By the mid-1780s, C.P.E. Bach had spent his entire career in the shadow of his father J.S. Bach, the greatest giant of the Baroque Era. (His mother, by the way, was the wife that Bach had lost in 1720.)

C.P.E. Bach

Carl Philipp Emanuel Bach

Meanwhile, his students would become well-known composers during the Classical Era.

He was one of the composers who had built a bridge between the two generations.

It’s very possible that he was reflecting on his life and legacy around the time he wrote this confessional fantasia, with its unpredictable surging sighs that ultimately all collapse into melancholy meanders.

Chopin – Nocturne No. 13 in C-minor, Op. 48, No. 1 (1841)  

In 1841, Chopin was at the height of his artistic maturity, but facing increasing physical frailty, thanks to his tuberculosis diagnosis.

He and his lover, authoress George Sand, had settled into a domestic rhythm in Paris and at her family home in rural France.

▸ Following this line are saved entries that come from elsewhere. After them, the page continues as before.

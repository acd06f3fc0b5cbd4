use convert_case::{Case, Casing};

/// Turn a doc-comment token into a single-line comment.
///
/// `/**` and `*/` are stripped, every line loses its leading `*` gutter and blank
/// lines are dropped; the remaining lines are joined with a literal `\n` so the
/// result stays on one line. A missing or blank comment yields `None`, never `""`.
#[must_use]
pub fn format_comment(comment: Option<&str>) -> Option<String> {
    let trimmed = comment?.trim();
    let body = trimmed
        .strip_prefix("/**")
        .or_else(|| trimmed.strip_prefix("/*"))
        .unwrap_or(trimmed);
    let body = body.strip_suffix("*/").unwrap_or(body);

    let lines: Vec<&str> = body
        .lines()
        .map(|line| line.trim().trim_start_matches('*').trim())
        .filter(|line| !line.is_empty())
        .collect();

    if lines.is_empty() {
        None
    } else {
        Some(lines.join("\\n"))
    }
}

/// `JobHistory` → `jobHistory`
#[must_use]
pub fn lower_camel(name: &str) -> String {
    name.to_case(Case::Camel)
}

/// `one-to-many` → `OneToMany`
#[must_use]
pub fn pascal(token: &str) -> String {
    token.to_case(Case::Pascal)
}

/// `Service` → `service`; only the first character changes.
#[must_use]
pub fn lower_first(name: &str) -> String {
    let mut chars = name.chars();
    match chars.next() {
        Some(first) => first.to_lowercase().collect::<String>() + chars.as_str(),
        None => String::new(),
    }
}

#[cfg(test)]
mod tests {
    use super::*;

    #[test]
    fn test_format_comment_strips_doc_markers() {
        assert_eq!(
            format_comment(Some("/** The department */")),
            Some("The department".to_string())
        );
        assert_eq!(
            format_comment(Some("/**\n * First line\n * Second line\n */")),
            Some("First line\\nSecond line".to_string())
        );
        assert_eq!(format_comment(Some("plain")), Some("plain".to_string()));
    }

    #[test]
    fn test_format_comment_absent_is_none() {
        assert_eq!(format_comment(None), None);
        assert_eq!(format_comment(Some("/** */")), None);
        assert_eq!(format_comment(Some("   ")), None);
    }

    #[test]
    fn test_casing() {
        assert_eq!(lower_camel("JobHistory"), "jobHistory");
        assert_eq!(lower_camel("guid"), "guid");
        assert_eq!(lower_camel("firstName"), "firstName");
        assert_eq!(pascal("one-to-many"), "OneToMany");
        assert_eq!(pascal("many-to-many"), "ManyToMany");
        assert_eq!(pascal("OneToOne"), "OneToOne");
        assert_eq!(lower_first("Service"), "service");
        assert_eq!(lower_first("skipClient"), "skipClient");
        assert_eq!(lower_first(""), "");
    }
}
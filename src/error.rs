//! # Conversion Errors
//!
//! Every converter fails fast and synchronously on structural violations. Errors are
//! never wrapped by the assembler: whatever a sub-converter returns is what the caller
//! of [`crate::convert::convert_parsed_jdl`] sees.
//!
//! ## Taxonomy
//!
//! | Class | Variants |
//! |-------|----------|
//! | Missing required input | [`ConversionError::MissingInput`] |
//! | Referential inconsistency | [`ConversionError::EntityNotInApplication`] |
//! | Constant resolution failure | [`ConversionError::UndefinedConstant`] |
//! | Malformed values | cardinality, application type, deployment and config value errors |
//!
//! Use [`ConversionError::is_missing_input`] and [`ConversionError::is_referential`]
//! to present targeted diagnostics.

use thiserror::Error;

/// Result alias used by all converters.
pub type ConversionResult<T> = Result<T, ConversionError>;

/// Errors raised while lowering a parsed JDL tree into a [`crate::model::JdlObject`].
#[derive(Debug, Clone, PartialEq, Eq, Error)]
pub enum ConversionError {
    /// A required collection was absent from the parsed tree.
    ///
    /// An empty collection is valid; only a missing one is rejected.
    #[error("{what} have to be passed so as to be converted.")]
    MissingInput {
        /// Human name of the missing collection (e.g. `Entities`, `Validations`)
        what: &'static str,
    },

    /// An option declared inside an application block references an entity that is
    /// not part of that application's entity list.
    #[error(
        "The entity {entity} in the {option} option isn't declared in {application}'s entity list."
    )]
    EntityNotInApplication {
        /// Offending entity name
        entity: String,
        /// Option name the entity was used in
        option: String,
        /// Base name of the owning application
        application: String,
    },

    /// A validation references a constant that the document never declares.
    #[error("The constant {constant} used by the field {field} is not declared.")]
    UndefinedConstant {
        /// Name of the missing constant
        constant: String,
        /// Field whose validation referenced it
        field: String,
    },

    /// A relationship cardinality token is not one of the four supported kinds.
    #[error("Unknown relationship cardinality '{cardinality}'.")]
    UnknownCardinality {
        /// The raw token from the parsed tree
        cardinality: String,
    },

    /// An application declares an application type that isn't supported.
    #[error("Unknown application type '{value}'.")]
    UnknownApplicationType {
        /// The raw value
        value: String,
    },

    /// A deployment block has no `deploymentType` key.
    #[error("A deployment has to declare its deploymentType.")]
    MissingDeploymentType,

    /// A deployment declares a deployment type that isn't supported.
    #[error("Unknown deployment type '{value}'.")]
    UnknownDeploymentType {
        /// The raw value
        value: String,
    },

    /// A configuration key carries a value of the wrong shape.
    #[error("Invalid value for '{key}' in {owner}: expected {expected}.")]
    InvalidConfigValue {
        /// Application base name or deployment type owning the key
        owner: String,
        /// Offending configuration key
        key: String,
        /// Expected shape, e.g. `a string`
        expected: &'static str,
    },
}

impl ConversionError {
    pub(crate) fn missing(what: &'static str) -> Self {
        ConversionError::MissingInput { what }
    }

    /// `true` for absent required collections.
    #[must_use]
    pub fn is_missing_input(&self) -> bool {
        matches!(self, ConversionError::MissingInput { .. })
    }

    /// `true` for cross-reference failures (entity used in an application option but
    /// not declared by that application).
    #[must_use]
    pub fn is_referential(&self) -> bool {
        matches!(self, ConversionError::EntityNotInApplication { .. })
    }
}

#[cfg(test)]
mod tests {
    use super::*;

    #[test]
    fn test_entity_not_in_application_names_everything_once() {
        let err = ConversionError::EntityNotInApplication {
            entity: "Dog".to_string(),
            option: "readOnly".to_string(),
            application: "kennel".to_string(),
        };
        let message = err.to_string();
        assert_eq!(message.matches("Dog").count(), 1);
        assert_eq!(message.matches("readOnly").count(), 1);
        assert_eq!(message.matches("kennel").count(), 1);
        assert!(err.is_referential());
        assert!(!err.is_missing_input());
    }

    #[test]
    fn test_missing_input_message() {
        let err = ConversionError::missing("Entities");
        assert_eq!(
            err.to_string(),
            "Entities have to be passed so as to be converted."
        );
        assert!(err.is_missing_input());
    }
}
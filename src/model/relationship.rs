use super::option::OptionMap;
use indexmap::IndexMap;
use serde::Serialize;
use std::fmt;

/// Entities that generated applications provide themselves; relationships may target
/// them without a declaration.
pub const BUILT_IN_ENTITIES: [&str; 2] = ["User", "Authority"];

#[derive(Debug, Clone, Copy, PartialEq, Eq, Hash, Serialize)]
pub enum RelationshipType {
    OneToOne,
    OneToMany,
    ManyToOne,
    ManyToMany,
}

impl RelationshipType {
    pub const ALL: [RelationshipType; 4] = [
        RelationshipType::OneToOne,
        RelationshipType::OneToMany,
        RelationshipType::ManyToOne,
        RelationshipType::ManyToMany,
    ];

    #[must_use]
    pub fn as_str(&self) -> &'static str {
        match self {
            RelationshipType::OneToOne => "OneToOne",
            RelationshipType::OneToMany => "OneToMany",
            RelationshipType::ManyToOne => "ManyToOne",
            RelationshipType::ManyToMany => "ManyToMany",
        }
    }

    /// Match a PascalCase type name.
    #[must_use]
    pub fn from_pascal(name: &str) -> Option<Self> {
        Self::ALL.into_iter().find(|t| t.as_str() == name)
    }
}

impl fmt::Display for RelationshipType {
    fn fmt(&self, f: &mut fmt::Formatter<'_>) -> fmt::Result {
        write!(f, "{}", self.as_str())
    }
}

/// Per-relationship annotations split by where they were written.
#[derive(Debug, Clone, Default, PartialEq, Eq, Serialize)]
pub struct RelationshipOptions {
    /// Apply regardless of direction.
    pub global: OptionMap,
    /// Declared on the `from` side.
    pub source: OptionMap,
    /// Declared on the `to` side.
    pub destination: OptionMap,
}

#[derive(Debug, Clone, PartialEq, Eq, Serialize)]
#[serde(rename_all = "camelCase")]
pub struct JdlRelationship {
    pub from: String,
    pub to: String,
    #[serde(rename = "type")]
    pub relationship_type: RelationshipType,
    pub injected_field_in_from: Option<String>,
    pub injected_field_in_to: Option<String>,
    pub is_injected_field_in_from_required: bool,
    pub is_injected_field_in_to_required: bool,
    pub comment_in_from: Option<String>,
    pub comment_in_to: Option<String>,
    pub options: RelationshipOptions,
}

impl JdlRelationship {
    /// Composite identity: `<Type>_<From>{<injectedFieldInFrom>}_<To>{<injectedFieldInTo>}`,
    /// a side without an injected field drops its braces.
    #[must_use]
    pub fn key(&self) -> String {
        format!(
            "{}_{}{}_{}{}",
            self.relationship_type,
            self.from,
            braced(self.injected_field_in_from.as_deref()),
            self.to,
            braced(self.injected_field_in_to.as_deref()),
        )
    }
}

fn braced(field: Option<&str>) -> String {
    match field {
        Some(name) => format!("{{{}}}", name),
        None => String::new(),
    }
}

/// Relationships in declaration order, addressable by composite key.
///
/// Adding a relationship whose key already exists replaces the earlier one in place.
#[derive(Debug, Clone, Default, PartialEq, Eq, Serialize)]
#[serde(transparent)]
pub struct JdlRelationships {
    by_key: IndexMap<String, JdlRelationship>,
}

impl JdlRelationships {
    #[must_use]
    pub fn new() -> Self {
        Self::default()
    }

    pub fn add(&mut self, relationship: JdlRelationship) {
        self.by_key.insert(relationship.key(), relationship);
    }

    #[must_use]
    pub fn get(&self, relationship_type: RelationshipType, key: &str) -> Option<&JdlRelationship> {
        self.by_key
            .get(key)
            .filter(|r| r.relationship_type == relationship_type)
    }

    #[must_use]
    pub fn get_one_to_one(&self, key: &str) -> Option<&JdlRelationship> {
        self.get(RelationshipType::OneToOne, key)
    }

    #[must_use]
    pub fn get_one_to_many(&self, key: &str) -> Option<&JdlRelationship> {
        self.get(RelationshipType::OneToMany, key)
    }

    #[must_use]
    pub fn get_many_to_one(&self, key: &str) -> Option<&JdlRelationship> {
        self.get(RelationshipType::ManyToOne, key)
    }

    #[must_use]
    pub fn get_many_to_many(&self, key: &str) -> Option<&JdlRelationship> {
        self.get(RelationshipType::ManyToMany, key)
    }

    pub fn of_type(&self, relationship_type: RelationshipType) -> impl Iterator<Item = &JdlRelationship> {
        self.iter()
            .filter(move |r| r.relationship_type == relationship_type)
    }

    pub fn iter(&self) -> impl Iterator<Item = &JdlRelationship> {
        self.by_key.values()
    }

    pub fn keys(&self) -> impl Iterator<Item = &str> {
        self.by_key.keys().map(String::as_str)
    }

    #[must_use]
    pub fn len(&self) -> usize {
        self.by_key.len()
    }

    #[must_use]
    pub fn is_empty(&self) -> bool {
        self.by_key.is_empty()
    }
}
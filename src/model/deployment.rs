use indexmap::IndexMap;
use serde::Serialize;
use serde_json::Value;
use std::fmt;
use std::str::FromStr;

/// Target platform of a deployment block. A document holds at most one deployment
/// per type.
#[derive(Debug, Clone, Copy, PartialEq, Eq, Hash, Serialize)]
#[serde(rename_all = "kebab-case")]
pub enum DeploymentType {
    DockerCompose,
    Kubernetes,
    Openshift,
}

impl DeploymentType {
    /// Name as written in a `deploymentType` entry.
    #[must_use]
    pub fn as_str(&self) -> &'static str {
        match self {
            DeploymentType::DockerCompose => "docker-compose",
            DeploymentType::Kubernetes => "kubernetes",
            DeploymentType::Openshift => "openshift",
        }
    }
}

impl fmt::Display for DeploymentType {
    fn fmt(&self, f: &mut fmt::Formatter<'_>) -> fmt::Result {
        write!(f, "{}", self.as_str())
    }
}

impl FromStr for DeploymentType {
    type Err = String;

    fn from_str(s: &str) -> Result<Self, Self::Err> {
        match s {
            "docker-compose" => Ok(DeploymentType::DockerCompose),
            "kubernetes" => Ok(DeploymentType::Kubernetes),
            "openshift" => Ok(DeploymentType::Openshift),
            other => Err(other.to_string()),
        }
    }
}

/// Infrastructure descriptor. Independent of the entity graph.
#[derive(Debug, Clone, PartialEq, Serialize)]
#[serde(rename_all = "camelCase")]
pub struct JdlDeployment {
    pub deployment_type: DeploymentType,
    pub directory_path: String,
    pub apps_folders: Vec<String>,
    pub clustered_db_apps: Vec<String>,
    pub gateway_type: String,
    pub monitoring: String,
    pub service_discovery_type: String,
    #[serde(skip_serializing_if = "Option::is_none")]
    pub docker_repository_name: Option<String>,
    pub docker_push_command: String,
    #[serde(skip_serializing_if = "Option::is_none")]
    pub kubernetes_namespace: Option<String>,
    #[serde(skip_serializing_if = "Option::is_none")]
    pub kubernetes_service_type: Option<String>,
    #[serde(skip_serializing_if = "Option::is_none")]
    pub ingress_domain: Option<String>,
    #[serde(skip_serializing_if = "Option::is_none")]
    pub istio: Option<bool>,
    #[serde(skip_serializing_if = "Option::is_none")]
    pub openshift_namespace: Option<String>,
    #[serde(skip_serializing_if = "Option::is_none")]
    pub storage_type: Option<String>,
    #[serde(flatten)]
    pub extra: IndexMap<String, Value>,
}

impl JdlDeployment {
    /// Defaults for the given platform.
    #[must_use]
    pub fn defaults_for(deployment_type: DeploymentType) -> Self {
        let kubernetes = deployment_type == DeploymentType::Kubernetes;
        let openshift = deployment_type == DeploymentType::Openshift;
        JdlDeployment {
            deployment_type,
            directory_path: "../".to_string(),
            apps_folders: Vec::new(),
            clustered_db_apps: Vec::new(),
            gateway_type: "SpringCloudGateway".to_string(),
            monitoring: "no".to_string(),
            service_discovery_type: "eureka".to_string(),
            docker_repository_name: None,
            docker_push_command: "docker push".to_string(),
            kubernetes_namespace: kubernetes.then(|| "default".to_string()),
            kubernetes_service_type: kubernetes.then(|| "LoadBalancer".to_string()),
            ingress_domain: None,
            istio: kubernetes.then_some(false),
            openshift_namespace: openshift.then(|| "default".to_string()),
            storage_type: openshift.then(|| "ephemeral".to_string()),
            extra: IndexMap::new(),
        }
    }
}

Portrait of Frédéric Chopin and George Sand by Eugène Delacroix

Portrait of Frédéric Chopin and George Sand by Eugène Delacroix

But their relationship, and the relationship between Sand and her two teenage children, were all starting to show cracks.

Chopin was also deeply homesick for his Polish homeland, continually distressed by Polish politics and his status as a permanent exile.

The C-minor Nocturne is one of his darker pieces for solo piano: elegant and melancholy, but bitterly so.

Its quiet, contrasting middle section is a cry from the heart of a man who was feeling increasingly sick, isolated, and vulnerable.

Grieg – Lyric Pieces, Book I, Op. 12, No. 1, “Arietta” (c. 1866)  

Over the course of his career, between 1867 and 1901, Edvard Grieg published 66 “Lyric Pieces” for solo piano.

This brief “Arietta” was the very first one, written around the time of his marriage to his wife, soprano Nina Hagerup.

In 1901, a few years before his death, he reused the theme in his very last Lyric Piece, “Efterklang” (“Remembrances”).

Edvard Grieg | “Remembrances” Op. 71 No. 7 from “Lyric pieces” (by Vadim Chaimovich)   

Was he remembering a sad thing in particular? It’s possible: in 1868, the year after the lullaby-like Arietta was written, he and his wife had their only surviving baby, Alexandra.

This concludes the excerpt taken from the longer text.